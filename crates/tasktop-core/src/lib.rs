//! Sampling, filtering, refresh and focus-navigation engine for tasktop.
//!
//! This crate holds everything in the monitor that is not I/O:
//! - Capture: [`Sampler`], [`CpuBaselineCache`] and the single-flight
//!   [`CaptureScheduler`]
//! - Table: the [`filter`] pipeline and the [`RefreshController`]
//! - Input: [`FocusNavigator`], [`MenuNavigator`], [`RepeatTimer`] and the
//!   keyboard and gamepad adapters
//! - Actions: batch termination with aggregated [`TerminationReport`]s
//!
//! The host is reached through the collaborator traits in [`traits`]
//! ([`ProcessInspector`], [`TerminationService`], [`SettingsProvider`],
//! [`UiShell`]), which the terminal crate implements.
//!
//! Pids are the only cross-tick identity. A pid recycled by the OS between
//! two ticks is treated as the same process, so a stale selection or CPU
//! baseline can carry over to the newcomer.
#![allow(clippy::missing_const_for_fn)]
#![allow(clippy::uninlined_format_args)]
#![allow(clippy::doc_markdown)]

mod cpu_cache;
mod error;
pub mod filter;
mod focus;
mod input;
mod menu;
mod monitor;
mod refresh;
mod repeat;
mod sample;
mod sampler;
mod scheduler;
mod termination;
pub mod traits;

pub use cpu_cache::CpuBaselineCache;
pub use error::{CaptureError, InspectError, SchedulerError, SettingsError, TerminateError};
pub use filter::{Filter, FilterState};
pub use focus::{Checkbox, FocusEffect, FocusNavigator, FocusRegion, FocusState};
pub use input::{
    Direction, GamepadAdapter, GamepadSource, GamepadState, InputCommand, InputSource, Key,
    KeyboardAdapter, NavigationEvent, BUTTON_CANCEL, BUTTON_CONFIRM, BUTTON_TOGGLE,
    DEFAULT_DEADZONE, PAGE_ROWS,
};
pub use menu::{ContextAction, MenuNavigator, MenuOutcome, Target};
pub use monitor::Monitor;
pub use refresh::{clamp_scroll, rebuild, Rebuild, RefreshController, Row, RowTint, StatusSummary};
pub use repeat::{RepeatTimer, DEFAULT_INITIAL_DELAY, DEFAULT_REPEAT_RATE};
pub use sample::{
    truncate_name, IoCounters, MemoryLevel, MemorySample, ProcessSample, RawProcessInfo,
    Snapshot, GIB, MAX_NAME_LEN, MIB,
};
pub use sampler::Sampler;
pub use scheduler::{CaptureResult, CaptureScheduler, SingleFlight, TickOutcome};
pub use termination::{terminate_all, TerminationReport, ELEVATION_HINT};
pub use traits::{InMemorySettings, ProcessInspector, SettingsProvider, TerminationService, UiShell};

::::::::::

▶ _Your instructions_
Each line above that contains the word "CaptureScheduler" must be copied.

▶ _Your response_
//!   [`CaptureScheduler`]
pub use scheduler::{CaptureResult, CaptureScheduler, SingleFlight, TickOutcome};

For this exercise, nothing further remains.